(Saved data entries)

================

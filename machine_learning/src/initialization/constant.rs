use super::ParamGen;

/// A parameter generator that always generates the same value.
pub struct ConstParamGen {
    value: f32,
    remaining: usize,
}

impl ConstParamGen {
    /// Creates a new `ConstParamGen` parameter generator.
    ///
    /// # Arguments
    /// * `value` - The value to always generate.
    /// * `limit` - The maximum amount of times to generate that value.
    ///
    /// # Returns
    /// A new `ConstParamGen` instance.
    pub fn new(value: f32, limit: usize) -> Self {
        Self {
            value,
            remaining: limit,
        }
    }
}

impl ParamGen for ConstParamGen {
    fn sample(&mut self, mut n: usize) -> Option<Vec<f32>> {
        if self.remaining == 0 {
            return None;
        }

        n = n.min(self.remaining);
        self.remaining -= n;
        Some(vec![self.value; n])
    }
}

#[cfg(test)]
mod tests {
    use super::*;

    #[test]
    fn empty() {
        let mut param_gen = ConstParamGen::new(1., 0);
        assert!(param_gen.sample(1).is_none());
        assert!(param_gen.sample_exact(0).is_empty());
    }

    #[test]
    fn partial() {
        let mut param_gen = ConstParamGen::new(0., 10);

        let sample = param_gen.sample(7).unwrap();
        assert_eq!(sample, vec![0.; 7]);

        let sample = param_gen.sample(7).unwrap();
        assert_eq!(sample, vec![0.; 3]);
        assert!(param_gen.sample(1).is_none());
    }

    #[test]
    fn sample_exact_pads_an_exhausted_generator() {
        let mut param_gen = ConstParamGen::new(2., 2);
        assert_eq!(param_gen.sample_exact(4), [2., 2., 0., 0.]);
    }
}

================

### TASK DETAILS
For every line of the records that has the word "usize" in it, make a copy.

### SOLUTION TO THIS TASK
    remaining: usize,
    pub fn new(value: f32, limit: usize) -> Self {
    fn sample(&mut self, mut n: usize) -> Option<Vec<f32>> {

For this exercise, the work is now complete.